Blick voraus – oder zurück?

Indexentwickler suchen Dividendenaktien nach verschiedenen Kriterien aus, die besonders in dieser ungewissen Marktphase zu sehr unterschiedlichen Ergebnissen führen können.

Die meisten Anbieter globaler Dividenden-Benchmarks halten sich an die historische Dividendenrendite. Dabei ordnen sie die Aktien nach zuvor angekündigten Dividenden und wählen diejenigen Aktien aus, die innerhalb eines bestimmten Zeitraums die höchste Rendite erzielten.
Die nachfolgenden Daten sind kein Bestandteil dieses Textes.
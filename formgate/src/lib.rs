//! Reactive field validation for form composition.
//!
//! Inputs register themselves with a [`FormRegistry`](registry::FormRegistry),
//! handing over a value source and a rule set. The engine follows value
//! changes, validates live (debounced) or on blur, and gates submission on
//! the validity of every field.

pub mod config;
pub mod dispatch;
pub mod error;
pub mod events;
pub mod field;
pub mod form;
pub mod lifecycle;
pub mod registry;
pub mod rules;
pub mod scheduler;
pub mod signal;
pub mod source;
pub mod value;

pub use error::FormError;
pub use form::Form;

pub mod prelude {
    pub use crate::config::{FieldOptions, FormOptions};
    pub use crate::error::FormError;
    pub use crate::events::{EventSink, FormEvent};
    pub use crate::field::{Field, FieldState, Validity};
    pub use crate::form::Form;
    pub use crate::lifecycle::{InteractionLookup, InteractionMap, InteractionSignals, InteractionSource};
    pub use crate::registry::FormRegistry;
    pub use crate::rules::{EmailCheck, RuleKind, RuleSet, Rules};
    pub use crate::scheduler::{ManualScheduler, Scheduler, TokioScheduler};
    pub use crate::signal::Subscription;
    pub use crate::source::{ValueCell, ValueSource};
    pub use crate::value::{FieldValue, SelectItem};
}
Gewichtungsanpassungen in diesen Indizes orientieren sich an Dividendenankündigungen einzelner Unternehmen, denn bei der Auswahl der Indexkomponenten achten die Entwickler ausschließlich auf frühere Ausschüttungen. Wie jedoch inzwischen offensichtlich ist, ist die Vergangenheit in diesen unsicheren Zeiten nicht unbedingt guter Indikator für zukünftige Dividendenankündigungen.

Alternativ kann man Aktien auch nach zukünftigen Dividenden auswählen, wie es zum Beispiel im FTSE All-World High Dividend Yield Index geschieht. Bei dieser Methode definieren die Indexanbieter ihr Universum auf Grundlage von Schätzungen der Aktienrendite für die kommenden zwölf Monate3.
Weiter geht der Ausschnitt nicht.